+++ Material for the task

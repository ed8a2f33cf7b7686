//! Record protection: encryption and decryption of TLS records.
//!
//! Three constructions, selected by version and suite:
//!
//! - CBC suites (TLS 1.0-1.2): MAC-then-encrypt. The MAC covers
//!   `seq || type || version || length || fragment`. TLS 1.0 chains IVs
//!   across records (fixed IV from the key block); 1.1+ prepend a fresh
//!   random IV to every record.
//! - AEAD suites at TLS 1.2: 8-byte explicit nonce (the sequence
//!   number) on the wire, 4-byte implicit salt from the key block,
//!   AAD = `seq || type || version || plaintext_length`.
//! - TLS 1.3: nonce = `padded_seq XOR iv`, the real content type moves
//!   inside the plaintext, and the outer record always claims
//!   ApplicationData at 0x0303.
//!
//! Each direction keeps its own sequence number, starting at zero on
//! every key change. Pending states are armed when keys are computed
//! and activated exactly when the corresponding ChangeCipherSpec (or
//! 1.3 key-switch point) occurs.

use crate::cipher::{CipherMode, CipherSuite};
use crate::error::{Error, Result};
use crate::protocol::{ContentType, ProtocolVersion};
use crate::record::TlsRecord;
use crate::transcript::hkdf_expand_label;
use ferrotls_crypto::CryptoProvider;
use subtle::ConstantTimeEq;
use zeroize::Zeroizing;

/// Cipher state for one direction.
pub struct CipherState {
    suite: CipherSuite,
    version: ProtocolVersion,
    key: Zeroizing<Vec<u8>>,
    mac_key: Zeroizing<Vec<u8>>,
    /// Fixed IV (CBC 1.0), implicit salt (AEAD 1.2) or full IV (1.3)
    iv: Zeroizing<Vec<u8>>,
    sequence_number: u64,
}

impl std::fmt::Debug for CipherState {
    fn fmt(&self, f: &mut std::fmt::Formatter<'_>) -> std::fmt::Result {
        f.debug_struct("CipherState")
            .field("suite", &self.suite)
            .field("version", &self.version)
            .field("sequence_number", &self.sequence_number)
            .finish()
    }
}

++++++

* Task directions
Pick out each line above that includes "records" and show it.

* Worked solution
//! Record protection: encryption and decryption of TLS records.
//!   across records (fixed IV from the key block); 1.1+ prepend a fresh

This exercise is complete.